The problem: Go through the material below, find each line with the word "info", and copy those lines.

Extracted data:

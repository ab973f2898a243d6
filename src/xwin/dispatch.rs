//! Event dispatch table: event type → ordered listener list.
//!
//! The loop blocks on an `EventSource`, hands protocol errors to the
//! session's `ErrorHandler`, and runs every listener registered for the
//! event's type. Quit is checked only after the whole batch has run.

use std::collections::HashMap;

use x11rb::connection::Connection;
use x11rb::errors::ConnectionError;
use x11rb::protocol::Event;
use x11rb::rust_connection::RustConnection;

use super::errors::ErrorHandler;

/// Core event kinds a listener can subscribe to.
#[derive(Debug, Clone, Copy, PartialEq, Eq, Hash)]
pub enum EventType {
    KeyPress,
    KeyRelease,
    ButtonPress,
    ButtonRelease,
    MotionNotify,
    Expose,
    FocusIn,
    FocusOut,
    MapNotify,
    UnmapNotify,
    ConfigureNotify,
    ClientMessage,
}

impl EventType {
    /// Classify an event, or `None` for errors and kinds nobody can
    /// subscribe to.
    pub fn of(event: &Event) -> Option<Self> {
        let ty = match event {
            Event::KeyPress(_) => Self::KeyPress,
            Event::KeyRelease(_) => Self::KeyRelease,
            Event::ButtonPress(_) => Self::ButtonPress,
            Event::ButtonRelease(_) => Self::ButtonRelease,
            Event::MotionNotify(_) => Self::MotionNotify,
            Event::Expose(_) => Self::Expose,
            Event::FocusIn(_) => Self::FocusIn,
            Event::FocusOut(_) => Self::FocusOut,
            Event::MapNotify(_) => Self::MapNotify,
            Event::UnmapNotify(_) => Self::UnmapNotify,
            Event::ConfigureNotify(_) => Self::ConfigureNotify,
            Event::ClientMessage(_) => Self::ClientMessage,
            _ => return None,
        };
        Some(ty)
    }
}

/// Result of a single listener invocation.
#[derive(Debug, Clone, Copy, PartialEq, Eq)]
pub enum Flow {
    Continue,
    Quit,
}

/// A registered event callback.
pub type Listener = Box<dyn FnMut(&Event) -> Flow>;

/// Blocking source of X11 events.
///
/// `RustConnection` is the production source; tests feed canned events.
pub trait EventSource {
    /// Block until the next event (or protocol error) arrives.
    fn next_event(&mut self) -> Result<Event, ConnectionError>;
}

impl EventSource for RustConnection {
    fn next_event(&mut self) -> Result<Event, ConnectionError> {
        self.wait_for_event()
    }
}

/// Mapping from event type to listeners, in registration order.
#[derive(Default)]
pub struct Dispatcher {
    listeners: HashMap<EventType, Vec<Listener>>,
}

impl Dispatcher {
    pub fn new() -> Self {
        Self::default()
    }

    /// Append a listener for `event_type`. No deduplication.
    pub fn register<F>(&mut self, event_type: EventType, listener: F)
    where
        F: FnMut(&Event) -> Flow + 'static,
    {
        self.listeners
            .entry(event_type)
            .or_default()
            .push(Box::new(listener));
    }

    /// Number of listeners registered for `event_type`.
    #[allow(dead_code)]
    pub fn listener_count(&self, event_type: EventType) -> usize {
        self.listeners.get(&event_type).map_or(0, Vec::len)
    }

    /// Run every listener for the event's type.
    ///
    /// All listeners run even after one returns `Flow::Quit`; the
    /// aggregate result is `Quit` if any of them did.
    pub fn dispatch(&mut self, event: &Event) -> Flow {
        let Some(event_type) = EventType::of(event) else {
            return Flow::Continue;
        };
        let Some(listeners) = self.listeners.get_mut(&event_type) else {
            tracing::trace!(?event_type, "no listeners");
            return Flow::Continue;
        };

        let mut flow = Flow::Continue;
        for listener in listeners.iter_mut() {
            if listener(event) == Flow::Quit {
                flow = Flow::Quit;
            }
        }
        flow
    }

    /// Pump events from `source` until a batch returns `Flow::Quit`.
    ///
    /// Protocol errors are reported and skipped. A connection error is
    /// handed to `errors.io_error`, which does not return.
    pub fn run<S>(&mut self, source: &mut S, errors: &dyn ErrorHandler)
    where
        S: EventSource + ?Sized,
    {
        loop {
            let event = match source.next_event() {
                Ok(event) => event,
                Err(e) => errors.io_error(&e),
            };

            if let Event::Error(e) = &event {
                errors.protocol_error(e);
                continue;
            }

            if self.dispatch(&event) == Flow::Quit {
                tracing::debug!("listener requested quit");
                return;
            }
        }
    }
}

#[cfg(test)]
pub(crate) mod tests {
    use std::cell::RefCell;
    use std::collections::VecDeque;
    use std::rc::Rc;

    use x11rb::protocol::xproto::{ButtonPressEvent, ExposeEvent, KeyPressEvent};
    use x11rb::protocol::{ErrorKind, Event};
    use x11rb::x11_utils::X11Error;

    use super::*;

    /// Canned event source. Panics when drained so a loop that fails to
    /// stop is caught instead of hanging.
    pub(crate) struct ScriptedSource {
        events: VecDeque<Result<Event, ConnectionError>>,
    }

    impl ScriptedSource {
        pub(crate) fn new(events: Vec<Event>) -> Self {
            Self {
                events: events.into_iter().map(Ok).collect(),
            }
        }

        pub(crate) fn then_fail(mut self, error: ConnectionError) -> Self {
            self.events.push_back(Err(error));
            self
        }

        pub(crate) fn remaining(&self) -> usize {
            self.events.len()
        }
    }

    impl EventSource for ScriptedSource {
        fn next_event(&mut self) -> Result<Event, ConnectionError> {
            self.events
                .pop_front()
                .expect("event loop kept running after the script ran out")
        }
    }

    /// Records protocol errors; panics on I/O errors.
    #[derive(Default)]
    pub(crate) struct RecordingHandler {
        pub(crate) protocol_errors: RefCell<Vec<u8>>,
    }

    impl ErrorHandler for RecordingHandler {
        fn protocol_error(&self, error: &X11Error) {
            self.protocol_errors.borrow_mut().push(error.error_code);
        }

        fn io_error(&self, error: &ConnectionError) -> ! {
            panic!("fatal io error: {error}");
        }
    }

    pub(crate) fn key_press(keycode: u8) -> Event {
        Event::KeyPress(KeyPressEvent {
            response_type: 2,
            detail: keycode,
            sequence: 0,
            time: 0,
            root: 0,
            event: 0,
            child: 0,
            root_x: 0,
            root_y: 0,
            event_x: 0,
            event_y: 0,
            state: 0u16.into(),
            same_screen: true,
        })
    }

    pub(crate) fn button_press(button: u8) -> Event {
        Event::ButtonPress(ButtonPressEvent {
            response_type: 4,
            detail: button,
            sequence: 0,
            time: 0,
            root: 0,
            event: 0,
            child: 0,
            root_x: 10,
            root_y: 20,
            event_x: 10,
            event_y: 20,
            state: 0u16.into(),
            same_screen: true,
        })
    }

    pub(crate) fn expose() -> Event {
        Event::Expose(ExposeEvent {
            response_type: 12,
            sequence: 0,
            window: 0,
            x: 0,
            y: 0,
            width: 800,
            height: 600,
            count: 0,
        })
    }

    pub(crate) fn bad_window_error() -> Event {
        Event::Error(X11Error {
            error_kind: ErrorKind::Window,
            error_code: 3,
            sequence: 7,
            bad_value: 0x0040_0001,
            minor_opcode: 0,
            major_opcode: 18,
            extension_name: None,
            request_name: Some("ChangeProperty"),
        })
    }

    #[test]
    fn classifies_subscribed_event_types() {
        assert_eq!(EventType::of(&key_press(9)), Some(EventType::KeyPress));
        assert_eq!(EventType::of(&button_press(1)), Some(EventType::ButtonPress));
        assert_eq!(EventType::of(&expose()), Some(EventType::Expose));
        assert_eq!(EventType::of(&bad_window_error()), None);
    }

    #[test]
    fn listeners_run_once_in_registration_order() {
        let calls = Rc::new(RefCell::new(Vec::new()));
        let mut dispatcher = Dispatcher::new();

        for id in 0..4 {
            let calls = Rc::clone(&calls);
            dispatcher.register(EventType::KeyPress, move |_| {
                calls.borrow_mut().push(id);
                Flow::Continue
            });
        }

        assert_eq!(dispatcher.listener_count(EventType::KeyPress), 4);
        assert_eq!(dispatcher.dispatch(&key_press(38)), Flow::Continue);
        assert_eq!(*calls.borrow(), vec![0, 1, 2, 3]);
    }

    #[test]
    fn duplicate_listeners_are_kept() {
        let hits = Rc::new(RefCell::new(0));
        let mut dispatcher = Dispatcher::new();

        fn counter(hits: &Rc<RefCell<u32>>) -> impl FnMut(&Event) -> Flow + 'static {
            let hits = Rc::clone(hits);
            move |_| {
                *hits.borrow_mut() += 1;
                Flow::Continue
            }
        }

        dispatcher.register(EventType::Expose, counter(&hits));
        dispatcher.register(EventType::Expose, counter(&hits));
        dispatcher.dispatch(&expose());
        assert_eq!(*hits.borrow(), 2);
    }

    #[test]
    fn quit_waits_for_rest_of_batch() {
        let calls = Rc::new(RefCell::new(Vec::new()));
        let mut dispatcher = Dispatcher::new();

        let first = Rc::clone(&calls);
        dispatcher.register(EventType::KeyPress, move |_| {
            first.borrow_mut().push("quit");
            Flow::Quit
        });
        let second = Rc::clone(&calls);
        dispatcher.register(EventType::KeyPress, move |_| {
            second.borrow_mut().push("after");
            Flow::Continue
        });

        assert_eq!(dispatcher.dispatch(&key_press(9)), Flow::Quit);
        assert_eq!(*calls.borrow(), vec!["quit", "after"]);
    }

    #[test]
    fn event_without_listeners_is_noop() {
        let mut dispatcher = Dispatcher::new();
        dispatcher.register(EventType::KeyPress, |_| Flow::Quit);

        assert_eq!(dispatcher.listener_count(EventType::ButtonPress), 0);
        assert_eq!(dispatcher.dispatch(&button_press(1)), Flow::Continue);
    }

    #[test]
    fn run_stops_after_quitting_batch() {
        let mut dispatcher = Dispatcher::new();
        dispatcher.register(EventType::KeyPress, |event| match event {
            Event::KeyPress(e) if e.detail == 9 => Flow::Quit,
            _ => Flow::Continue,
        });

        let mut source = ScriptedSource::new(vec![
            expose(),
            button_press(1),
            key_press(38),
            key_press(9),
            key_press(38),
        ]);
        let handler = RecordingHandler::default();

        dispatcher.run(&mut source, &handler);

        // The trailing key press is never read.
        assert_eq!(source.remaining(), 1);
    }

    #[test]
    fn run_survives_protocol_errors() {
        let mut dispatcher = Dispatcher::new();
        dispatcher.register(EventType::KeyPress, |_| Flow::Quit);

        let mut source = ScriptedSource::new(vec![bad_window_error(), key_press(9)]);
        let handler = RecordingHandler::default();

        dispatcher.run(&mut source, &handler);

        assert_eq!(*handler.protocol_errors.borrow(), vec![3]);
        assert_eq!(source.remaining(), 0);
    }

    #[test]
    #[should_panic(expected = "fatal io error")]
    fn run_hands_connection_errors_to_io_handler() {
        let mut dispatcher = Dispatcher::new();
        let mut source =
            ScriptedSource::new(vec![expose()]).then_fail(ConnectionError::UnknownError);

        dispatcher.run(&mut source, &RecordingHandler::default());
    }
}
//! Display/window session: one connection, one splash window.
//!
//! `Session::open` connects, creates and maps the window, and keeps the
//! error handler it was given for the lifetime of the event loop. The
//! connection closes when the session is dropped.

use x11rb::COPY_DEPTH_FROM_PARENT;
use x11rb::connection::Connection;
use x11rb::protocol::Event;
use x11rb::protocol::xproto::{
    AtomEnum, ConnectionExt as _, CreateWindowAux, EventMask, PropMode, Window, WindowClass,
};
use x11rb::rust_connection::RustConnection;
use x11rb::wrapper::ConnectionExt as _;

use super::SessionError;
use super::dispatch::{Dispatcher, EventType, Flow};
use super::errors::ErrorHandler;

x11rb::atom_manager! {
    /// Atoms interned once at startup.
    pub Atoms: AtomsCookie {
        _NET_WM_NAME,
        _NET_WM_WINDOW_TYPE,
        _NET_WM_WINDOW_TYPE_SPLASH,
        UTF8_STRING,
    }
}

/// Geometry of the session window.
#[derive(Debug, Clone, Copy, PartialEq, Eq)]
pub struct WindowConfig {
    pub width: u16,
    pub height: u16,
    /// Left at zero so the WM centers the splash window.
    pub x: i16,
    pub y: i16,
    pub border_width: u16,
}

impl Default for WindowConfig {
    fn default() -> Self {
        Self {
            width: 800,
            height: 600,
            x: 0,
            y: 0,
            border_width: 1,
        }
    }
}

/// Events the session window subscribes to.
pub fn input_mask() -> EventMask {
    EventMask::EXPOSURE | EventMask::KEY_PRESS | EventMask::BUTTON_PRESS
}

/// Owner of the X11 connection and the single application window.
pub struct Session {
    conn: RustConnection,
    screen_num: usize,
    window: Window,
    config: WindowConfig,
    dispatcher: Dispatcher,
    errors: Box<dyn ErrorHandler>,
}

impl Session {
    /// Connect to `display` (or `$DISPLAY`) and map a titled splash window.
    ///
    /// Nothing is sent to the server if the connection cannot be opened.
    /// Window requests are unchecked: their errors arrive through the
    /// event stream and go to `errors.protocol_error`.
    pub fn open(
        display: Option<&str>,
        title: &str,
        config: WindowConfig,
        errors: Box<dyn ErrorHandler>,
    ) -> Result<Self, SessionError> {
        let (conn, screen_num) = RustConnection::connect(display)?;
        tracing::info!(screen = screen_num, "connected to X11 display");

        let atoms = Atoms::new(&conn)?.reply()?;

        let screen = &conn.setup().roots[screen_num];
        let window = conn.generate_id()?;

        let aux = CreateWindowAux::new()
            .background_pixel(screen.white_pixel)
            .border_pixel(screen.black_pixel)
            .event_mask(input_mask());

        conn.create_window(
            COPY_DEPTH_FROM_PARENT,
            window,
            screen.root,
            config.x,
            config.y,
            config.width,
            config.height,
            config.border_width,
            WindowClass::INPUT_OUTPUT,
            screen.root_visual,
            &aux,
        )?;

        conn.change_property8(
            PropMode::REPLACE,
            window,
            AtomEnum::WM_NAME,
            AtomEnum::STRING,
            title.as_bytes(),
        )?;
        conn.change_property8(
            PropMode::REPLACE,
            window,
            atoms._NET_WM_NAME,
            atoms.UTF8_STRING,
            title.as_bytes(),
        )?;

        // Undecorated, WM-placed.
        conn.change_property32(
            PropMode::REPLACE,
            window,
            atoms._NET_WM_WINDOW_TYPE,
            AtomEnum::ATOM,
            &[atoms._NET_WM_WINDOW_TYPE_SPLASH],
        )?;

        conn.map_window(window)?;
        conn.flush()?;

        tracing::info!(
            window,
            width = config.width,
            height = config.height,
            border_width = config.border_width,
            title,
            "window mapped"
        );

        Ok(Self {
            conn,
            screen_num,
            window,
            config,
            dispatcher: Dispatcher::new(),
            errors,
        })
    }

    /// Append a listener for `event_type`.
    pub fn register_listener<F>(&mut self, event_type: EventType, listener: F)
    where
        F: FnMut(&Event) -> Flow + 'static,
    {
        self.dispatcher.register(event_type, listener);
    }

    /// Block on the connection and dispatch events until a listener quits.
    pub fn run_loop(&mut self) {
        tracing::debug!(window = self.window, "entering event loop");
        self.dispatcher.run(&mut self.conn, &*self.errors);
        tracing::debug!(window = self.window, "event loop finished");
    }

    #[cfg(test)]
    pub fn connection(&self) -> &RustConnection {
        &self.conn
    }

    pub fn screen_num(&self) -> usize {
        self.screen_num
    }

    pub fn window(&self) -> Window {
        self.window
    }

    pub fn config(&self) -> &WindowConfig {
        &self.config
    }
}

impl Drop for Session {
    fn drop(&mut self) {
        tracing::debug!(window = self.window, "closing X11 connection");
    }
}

Task answer:
        tracing::info!(screen = screen_num, "connected to X11 display");
        tracing::info!(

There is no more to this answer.